Mr. Barnhart added, “I am pleased with our full year 2016 performance and continued execution on our strategy as we delivered strong organic growth in three of four segments and successfully completed the acquisitions of Texel and Gutsche, both of which significantly improve our strategic position. Moreover, we reported gross margin and adjusted gross margin improvement of 100 basis points and 150 basis points, respectively. Year-over-year adjusted operating margin grew by 100 basis points, finishing 2016 at 11.3%. Adjusted earnings per share grew by 24.3% to $2.61 in 2016 and adjusted EBITDA was $84.8 million, or 15.0% of net sales.”

Q4 2016 Results

Net sales increased 9.7% to $144.2 million, compared to $131.4 million in the fourth quarter of 2015. The Technical Nonwovens segment reported $9.3 million, or 26.7%, of sales growth, including $17.7 million from the Texel acquisition, partially offset by lower legacy product sales of $8.4 million from depressed power generation industrial filtration product sales and lower demand in China. Growth in the Performance Materials segment net sales was driven by both improved market demand and share gains for filtration products. The Thermal/Acoustical Metals (“T/A Metals”) and Thermal/Acoustical Fibers ("T/A Fibers") segments were positively impacted by increased parts sales of 12.3% and 5.3%, respectively, due to increased demand and new platform launches.

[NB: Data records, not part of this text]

//! twig - a small content-addressed version control engine
//!
//! The crate is split into three layers:
//!
//! - `areas`: persistent repository areas (object database, staging index, refs,
//!   remotes and the working directory), aggregated by [`areas::repository::Repository`]
//! - `artifacts`: object types and the algorithms working on them (ancestry,
//!   split point search, three-way merge, object transfer)
//! - `commands`: user commands implemented as `impl Repository` blocks

/// Debug logging for the split point search and merge resolution.
///
/// Compiled in only with the `debug_merge` feature flag.
macro_rules! debug_merge_log {
    ($($arg:tt)*) => {
        #[cfg(feature = "debug_merge")]
        {
            eprintln!($($arg)*);
        }
    };
}

/// Debug logging for object transfer between repositories.
///
/// Compiled in only with the `debug_sync` feature flag.
macro_rules! debug_sync_log {
    ($($arg:tt)*) => {
        #[cfg(feature = "debug_sync")]
        {
            eprintln!($($arg)*);
        }
    };
}

pub mod areas;
pub mod artifacts;
pub mod commands;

Gross margin at 22.2% was flat with fourth quarter 2015, as mix and cost improvements in the Technical Nonwovens and T/A Fibers segments were offset by operating inefficiencies in the T/A Metals segment. Gross margin performance in the T/A Metals segment resulted in a reduction to Lydall’s consolidated gross margin by approximately 120 basis points.

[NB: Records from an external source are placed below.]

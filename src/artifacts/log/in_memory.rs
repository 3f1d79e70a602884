//! In-memory commit graphs for exercising the graph algorithms without a database

use crate::artifacts::objects::commit::SlimCommit;
use crate::artifacts::objects::object_id::ObjectId;
use rstest::fixture;
use std::collections::HashMap;

#[derive(Debug, Clone, Default)]
pub(crate) struct InMemoryCommitStore {
    commits: HashMap<ObjectId, Vec<ObjectId>>,
}

impl InMemoryCommitStore {
    pub(crate) fn add_commit(&mut self, commit_id: &ObjectId, parents: &[&ObjectId]) {
        self.commits.insert(
            commit_id.clone(),
            parents.iter().map(|parent| (*parent).clone()).collect(),
        );
    }

    pub(crate) fn load(&self, commit_id: &ObjectId) -> anyhow::Result<SlimCommit> {
        let parents = self
            .commits
            .get(commit_id)
            .ok_or_else(|| anyhow::anyhow!("commit {} not in test store", commit_id))?;

        Ok(SlimCommit {
            oid: commit_id.clone(),
            parents: parents.clone(),
        })
    }
}

/// Deterministic 40-character hex id spelling out `id` in ASCII
pub(crate) fn create_oid(id: &str) -> ObjectId {
    let mut hex_string = id
        .as_bytes()
        .iter()
        .map(|byte| format!("{:02x}", byte))
        .collect::<String>();

    while hex_string.len() < 40 {
        hex_string.push('0');
    }
    hex_string.truncate(40);

    ObjectId::try_parse(hex_string).unwrap()
}

/// A <- B <- C <- D
#[fixture]
pub(crate) fn linear_history() -> InMemoryCommitStore {
    let mut store = InMemoryCommitStore::default();
    let [a, b, c, d] = ["a", "b", "c", "d"].map(create_oid);

    store.add_commit(&a, &[]);
    store.add_commit(&b, &[&a]);
    store.add_commit(&c, &[&b]);
    store.add_commit(&d, &[&c]);

    store
}

/// ```text
///     A
///    / \
///   B   C
///   |   |
///   D   E
///    \ /
///     F
/// ```
#[fixture]
pub(crate) fn simple_merge() -> InMemoryCommitStore {
    let mut store = InMemoryCommitStore::default();
    let [a, b, c, d, e, f] = ["a", "b", "c", "d", "e", "f"].map(create_oid);

    store.add_commit(&a, &[]);
    store.add_commit(&b, &[&a]);
    store.add_commit(&c, &[&a]);
    store.add_commit(&d, &[&b]);
    store.add_commit(&e, &[&c]);
    store.add_commit(&f, &[&d, &e]);

    store
}

/// ```text
///     A
///    / \
///   B   C
///   |\ /|
///   | X |
///   |/ \|
///   D   E
///   |   |
///   F   G
/// ```
///
/// D merges C into B, E merges B into C: both B and C are best common
/// ancestors of F and G.
#[fixture]
pub(crate) fn criss_cross_merge() -> InMemoryCommitStore {
    let mut store = InMemoryCommitStore::default();
    let [a, b, c, d, e, f, g] = ["a", "b", "c", "d", "e", "f", "g"].map(create_oid);

    store.add_commit(&a, &[]);
    store.add_commit(&b, &[&a]);
    store.add_commit(&c, &[&a]);
    store.add_commit(&d, &[&b, &c]);
    store.add_commit(&e, &[&c, &b]);
    store.add_commit(&f, &[&d]);
    store.add_commit(&g, &[&e]);

    store
}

Operating margin was 5.1% compared to 8.0% in the fourth quarter of 2015. The German Cartel settlement of $3.5 million, increased salaries and wages of $1.3 million and acquisition related charges of $1.1 million contributed to increased selling, product development and administrative expenses of $6.0 million, or 290 basis points as a percentage of net sales. Adjusted operating margin was 8.4% compared to 9.0% in the fourth quarter of 2015.

The Company's effective tax rate was 38.9% compared to 48.9% in the fourth quarter of 2015. The effective tax rate in the fourth quarter of 2016 was negatively impacted by 12.6% due to the non-deductible German Cartel settlement. Comparatively, the effective tax rate in fourth quarter of 2015 was negatively impacted by 15.5% from state tax law changes and a non-deductible intangible asset impairment charge in that period.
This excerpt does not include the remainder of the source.